The AgentMesh enables multi-agent orchestration within a single AgenticApp. It provides decorator-based registration for roles (individual agent handlers) and orchestrators (handlers that compose roles into pipelines).

Why use a mesh?

When a task requires multiple specialized agents working together -- a researcher that gathers data, an analyst that processes it, a writer that formats the output -- you need a way to compose them with:

  • Cycle detection -- prevent infinite loops when roles call each other
  • Budget propagation -- enforce a total cost ceiling across all sub-calls
  • Trace linkage -- link sub-agent audit traces to the parent request

AgentMesh provides all three out of the box.

Quick start

from agenticapi import AgenticApp
from agenticapi.mesh import AgentMesh

app = AgenticApp(title="Research Pipeline")
mesh = AgentMesh(app=app, name="research")

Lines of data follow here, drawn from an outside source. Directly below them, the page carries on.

//! # Terminal Session
//!
//! Everything one logged-in teller terminal keeps running, owned by one
//! object. Dropping or shutting down the session stops all of it.
//!
//! ## Ownership
//! ```text
//! ┌─────────────────────────────────────────────────────────────────────────┐
//! │  TerminalSession                                                        │
//! │  └── root CancellationToken                                             │
//! │      ├── ConfigWatcher                                                  │
//! │      └── supervisor task                                                │
//! │          └── generation token (one at a time)                           │
//! │              ├── MergedStream<EventRecord>  (2 feeds + merge)           │
//! │              ├── MergedStream<WagerRecord>  (2 feeds + merge)           │
//! │              ├── OddsReactor                                            │
//! │              └── 2 forwarders into the session's stable views           │
//! └─────────────────────────────────────────────────────────────────────────┘
//! ```
//!
//! ## Generations
//! A generation is keyed by session number, event number and the two
//! partition pairs. When the live config moves to another event or
//! session, or the local month rolls over (checked every refresh tick),
//! the old generation is cancelled and joined before the next one starts.
//! Views handed out by [`TerminalSession::events`] survive the switch;
//! they go back to not-ready until the new generation has reported.

use chrono::{DateTime, Utc};
use ringside_core::merge::{events_newest_first, MergedView};
use ringside_core::report::{WagerFilter, WagerLine};
use ringside_core::{
    CoreResult, EntityKind, EventRecord, LiveConfig, Money, PartitionPair, PartitionResolver, Side,
    TellerIdentity, WagerOrder, WagerRecord,
};
use std::sync::Arc;
use tokio::sync::watch;
use tokio::task::JoinHandle;
use tokio::time::{interval_at, Instant, MissedTickBehavior};
use tokio_stream::wrappers::WatchStream;
use tokio_stream::StreamExt;
use tokio_util::sync::CancellationToken;
use tracing::{debug, info, warn};

use crate::config::{LiveSettings, TerminalConfig};
use crate::desk::{Placement, WagerDesk};
use crate::error::{SyncError, SyncResult};
use crate::feed::{EventSource, WagerSource};
use crate::guard::{Redemption, SettlementGuard};
use crate::ledger::TellerLedger;
use crate::merger::{MergedStream, StreamMerger};
use crate::odds::OddsReactor;
use crate::store::LiveStore;
use crate::watcher::ConfigWatcher;

// =============================================================================
// Generation Key
// =============================================================================

/// What a set of subscriptions was started for.
#[derive(Debug, Clone, PartialEq, Eq)]
pub struct GenerationKey {
    pub session_number: i64,
    pub event_number: i64,
    pub events: PartitionPair,
    pub wagers: PartitionPair,
}

impl GenerationKey {
    pub fn new(config: &LiveConfig, resolver: &PartitionResolver, at: DateTime<Utc>) -> CoreResult<Self> {
        Ok(GenerationKey {
            session_number: config.current_session_number,
            event_number: config.current_event_number,
            events: resolver.resolve(EntityKind::Event, at)?,
            wagers: resolver.resolve(EntityKind::Wager, at)?,
        })
    }
}

type ViewSender<T> = Arc<watch::Sender<MergedView<T>>>;

struct Generation {
    key: GenerationKey,
    cancel: CancellationToken,
    events: MergedStream<EventRecord>,
    wagers: MergedStream<WagerRecord>,
    tasks: Vec<JoinHandle<()>>,
}

impl Generation {
    async fn shutdown(self) {
        self.cancel.cancel();
        self.events.shutdown().await;
        self.wagers.shutdown().await;
        for task in self.tasks {
            if let Err(err) = task.await {
                warn!(error = %err, "Session task ended abnormally");
            }
        }
        debug!(session = self.key.session_number, event = self.key.event_number, "Generation stopped");
    }
}

/// Copies one generation's view into the session's long-lived channel.
fn forward<T>(mut from: WatchStream<MergedView<T>>, to: ViewSender<T>, cancel: CancellationToken) -> JoinHandle<()>
where
    T: Clone + Send + Sync + 'static,
{
    tokio::spawn(async move {
        loop {
            tokio::select! {
                biased;
                _ = cancel.cancelled() => break,
                view = from.next() => match view {
                    Some(view) => {
                        to.send_replace(view);
                    }
                    None => break,
                },
            }
        }
    })
}

// =============================================================================
// Supervisor
// =============================================================================

struct Supervisor {
    store: LiveStore,
    resolver: PartitionResolver,
    teller_id: String,
    settings: LiveSettings,
    order: WagerOrder,
    events_tx: ViewSender<EventRecord>,
    wagers_tx: ViewSender<WagerRecord>,
    generation_tx: watch::Sender<u64>,
    root: CancellationToken,
}

impl Supervisor {
    async fn run(self, mut config_rx: watch::Receiver<Option<LiveConfig>>) {
        let refresh = self.settings.refresh_interval();
        let mut ticker = interval_at(Instant::now() + refresh, refresh);
        ticker.set_missed_tick_behavior(MissedTickBehavior::Delay);
        let mut current: Option<Generation> = None;

        loop {
            let config = config_rx.borrow_and_update().clone();
            let wanted = match config {
                None => None,
                Some(config) => match GenerationKey::new(&config, &self.resolver, Utc::now()) {
                    Ok(key) => Some(key),
                    Err(err) => {
                        warn!(error = %err, "Cannot resolve partitions, keeping current subscriptions");
                        current.as_ref().map(|g| g.key.clone())
                    }
                },
            };

            if current.as_ref().map(|g| &g.key) != wanted.as_ref() {
                if let Some(old) = current.take() {
                    info!(
                        session = old.key.session_number,
                        event = old.key.event_number,
                        "Tearing down session subscriptions"
                    );
                    old.shutdown().await;
                }
                current = wanted.map(|key| self.start(key, &config_rx));
            }

            tokio::select! {
                biased;
                _ = self.root.cancelled() => break,
                changed = config_rx.changed() => if changed.is_err() { break },
                _ = ticker.tick() => {}
            }
        }

        if let Some(generation) = current.take() {
            generation.shutdown().await;
        }
        debug!("Session supervisor stopped");
    }

    fn start(&self, key: GenerationKey, config_rx: &watch::Receiver<Option<LiveConfig>>) -> Generation {
        let cancel = self.root.child_token();
        self.events_tx.send_replace(MergedView::default());
        self.wagers_tx.send_replace(MergedView::default());

        let events = StreamMerger::spawn(
            Arc::new(EventSource::new(self.store.clone(), key.session_number)),
            key.events.clone(),
            self.store.bus(),
            &self.settings,
            events_newest_first,
            &cancel,
        );
        let order = self.order;
        let wagers = StreamMerger::spawn(
            Arc::new(WagerSource::new(self.store.clone(), self.teller_id.clone(), key.session_number)),
            key.wagers.clone(),
            self.store.bus(),
            &self.settings,
            move |a: &WagerRecord, b: &WagerRecord| order.compare(a, b),
            &cancel,
        );

        let tasks = vec![
            forward(events.updates(), Arc::clone(&self.events_tx), cancel.clone()),
            forward(wagers.updates(), Arc::clone(&self.wagers_tx), cancel.clone()),
            OddsReactor::spawn(self.store.clone(), config_rx.clone(), events.subscribe(), cancel.clone()),
        ];

        self.generation_tx.send_modify(|n| *n += 1);
        info!(
            session = key.session_number,
            event = key.event_number,
            events = %key.events.current,
            wagers = %key.wagers.current,
            "Session subscriptions started"
        );

        Generation {
            key,
            cancel,
            events,
            wagers,
            tasks,
        }
    }
}

// =============================================================================
// Terminal Session
// =============================================================================

pub struct TerminalSession {
    store: LiveStore,
    teller: TellerIdentity,
    desk: WagerDesk,
    guard: SettlementGuard,
    ledger: TellerLedger,
    watcher: Option<ConfigWatcher>,
    config_rx: watch::Receiver<Option<LiveConfig>>,
    events_rx: watch::Receiver<MergedView<EventRecord>>,
    wagers_rx: watch::Receiver<MergedView<WagerRecord>>,
    generation_rx: watch::Receiver<u64>,
    root: CancellationToken,
    supervisor: Option<JoinHandle<()>>,
}

impl TerminalSession {
    /// Starts watching the live config and, once it arrives, the event and
    /// wager partitions it points at. Must be called inside a Tokio runtime.
    pub fn start(store: LiveStore, config: &TerminalConfig) -> SyncResult<Self> {
        config.validate()?;
        let resolver = config.resolver()?;
        let teller = config.teller_identity();
        let root = CancellationToken::new();

        let watcher = ConfigWatcher::spawn(store.clone(), config.live.refresh_interval(), &root);
        let config_rx = watcher.subscribe();
        let (events_tx, events_rx) = watch::channel(MergedView::default());
        let (wagers_tx, wagers_rx) = watch::channel(MergedView::default());
        let (generation_tx, generation_rx) = watch::channel(0);

        let supervisor = Supervisor {
            store: store.clone(),
            resolver,
            teller_id: teller.id.clone(),
            settings: config.live.clone(),
            order: config.live.wager_order,
            events_tx: Arc::new(events_tx),
            wagers_tx: Arc::new(wagers_tx),
            generation_tx,
            root: root.clone(),
        };
        let supervisor = tokio::spawn(supervisor.run(config_rx.clone()));

        info!(teller = %teller.id, "Terminal session started");
        Ok(TerminalSession {
            desk: WagerDesk::new(store.clone(), resolver, teller.clone()),
            guard: SettlementGuard::new(store.clone(), resolver, teller.clone()),
            ledger: TellerLedger::new(store.clone(), resolver, teller.id.clone()),
            store,
            teller,
            watcher: Some(watcher),
            config_rx,
            events_rx,
            wagers_rx,
            generation_rx,
            root,
            supervisor: Some(supervisor),
        })
    }

    pub fn teller(&self) -> &TellerIdentity {
        &self.teller
    }

    pub fn store(&self) -> &LiveStore {
        &self.store
    }

    pub fn desk(&self) -> &WagerDesk {
        &self.desk
    }

    pub fn guard(&self) -> &SettlementGuard {
        &self.guard
    }

    pub fn ledger(&self) -> &TellerLedger {
        &self.ledger
    }

    // =========================================================================
    // Views
    // =========================================================================

    pub fn live_config(&self) -> Option<LiveConfig> {
        self.config_rx.borrow().clone()
    }

    pub fn config_updates(&self) -> watch::Receiver<Option<LiveConfig>> {
        self.config_rx.clone()
    }

    /// Events of the current session, highest event number first.
    pub fn events(&self) -> watch::Receiver<MergedView<EventRecord>> {
        self.events_rx.clone()
    }

    /// This teller's wagers of the current session.
    pub fn wagers(&self) -> watch::Receiver<MergedView<WagerRecord>> {
        self.wagers_rx.clone()
    }

    /// How many subscription generations have been started so far.
    pub fn generations(&self) -> u64 {
        *self.generation_rx.borrow()
    }

    /// The event the live config points at, if this terminal can see it.
    pub fn active_event(&self) -> Option<EventRecord> {
        let config = self.live_config()?;
        self.active_event_for(&config)
    }

    fn active_event_for(&self, config: &LiveConfig) -> Option<EventRecord> {
        self.events_rx.borrow().items.iter().find(|e| config.is_active(e)).cloned()
    }

    /// Wagers matching `filter`, in the configured order, with their
    /// event's current state.
    pub fn wager_lines(&self, filter: &WagerFilter) -> Vec<WagerLine> {
        let events = self.events_rx.borrow().items.clone();
        let wagers = self.wagers_rx.borrow().items.clone();
        filter.apply(&wagers, &events)
    }

    /// Waits until the live config has arrived and both views are ready.
    pub async fn wait_ready(&self) -> SyncResult<()> {
        let closed = |_| SyncError::ChannelError("session channel closed".into());
        self.config_rx.clone().wait_for(Option::is_some).await.map_err(closed)?;
        self.events_rx.clone().wait_for(|v| v.ready).await.map_err(closed)?;
        self.wagers_rx.clone().wait_for(|v| v.ready).await.map_err(closed)?;
        Ok(())
    }

    // =========================================================================
    // Teller Operations
    // =========================================================================

    /// Places a wager on the active event.
    pub async fn place(&self, side: Side, amount: Money) -> SyncResult<Placement> {
        if self.root.is_cancelled() {
            return Err(SyncError::ShuttingDown);
        }
        let config = self.live_config().ok_or(SyncError::NotConfigured)?;
        let event = self
            .active_event_for(&config)
            .ok_or(SyncError::NoActiveEvent(config.current_event_number))?;
        self.desk.place(&config, &event, side, amount).await
    }

    /// Redeems a scanned receipt against this teller's drawer.
    pub async fn redeem(&self, payload: &str) -> SyncResult<Redemption> {
        if self.root.is_cancelled() {
            return Err(SyncError::ShuttingDown);
        }
        let balance = self.ledger.balance(Utc::now()).await?;
        self.guard.redeem(payload, balance).await
    }

    // =========================================================================
    // Teardown
    // =========================================================================

    /// Cancels every subscription and waits for all tasks to exit.
    pub async fn shutdown(mut self) {
        self.root.cancel();
        if let Some(supervisor) = self.supervisor.take() {
            if let Err(err) = supervisor.await {
                warn!(error = %err, "Session supervisor ended abnormally");
            }
        }
        if let Some(watcher) = self.watcher.take() {
            watcher.shutdown().await;
        }
        info!(teller = %self.teller.id, "Terminal session stopped");
    }
}

impl Drop for TerminalSession {
    fn drop(&mut self) {
        self.root.cancel();
    }
}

@mesh.role(name="researcher")
async def researcher(payload, ctx):
    """Gather research on the given topic."""
    return {"topic": str(payload), "points": ["point A", "point B"]}

@mesh.role(name="summarizer")
async def summarizer(payload, ctx):
    """Summarize research results."""
    return {"summary": f"Key findings: {payload}"}

@mesh.orchestrator(name="pipeline", roles=["researcher", "summarizer"])
async def pipeline(intent, mesh_ctx):
    """Run the full research pipeline."""
    research = await mesh_ctx.call("researcher", intent.raw)
    summary = await mesh_ctx.call("summarizer", research)
    return summary

This registers three endpoints: /agent/researcher, /agent/summarizer, and /agent/pipeline. The orchestrator calls roles via MeshContext.call().

MeshContext

The MeshContext is injected into orchestrator handlers and provides:

call(role, payload)

Invoke a named role within the mesh. Before each call, the context:

  1. Checks for cycles -- if the role already appears in the call stack, raises MeshCycleError
  2. Checks budget -- if budget_usd was set on the orchestrator and the budget is exhausted, raises BudgetExceeded
  3. Builds a child trace -- the child trace ID is {parent}:{role}:{uuid8} for audit linkage

Budget enforcement

@mesh.orchestrator(name="pipeline", roles=["researcher"], budget_usd=1.00)
async def pipeline(intent, mesh_ctx):
    # Total spend across all sub-calls is capped at $1.00
    result = await mesh_ctx.call("researcher", intent.raw)
    return result

How it works

  • @mesh.role registers the handler in the mesh's internal role registry and calls app.agent_endpoint() to create a normal HTTP endpoint
  • @mesh.orchestrator does the same for orchestrators, wrapping the handler to inject MeshContext
  • Roles and orchestrators appear in /docs, /capabilities, and the OpenAPI schema like any other endpoint
  • All execution is in-process (same event loop) -- cross-process mesh is a future goal (see VISION.md Track 1)

Limitations

  • In-process only -- roles must be registered on the same AgenticApp
  • No automatic LLM cost tracking -- budget_usd is checked by MeshContext but not yet integrated with BudgetPolicy per-request scopes
  • Sequential calls -- MeshContext.call() is sequential; parallel role invocation is not yet supported

Reference

  • Source: src/agenticapi/mesh/mesh.py, src/agenticapi/mesh/context.py
  • Example: examples/27_multi_agent_pipeline/
  • Public API: AgentMesh, MeshContext, MeshCycleError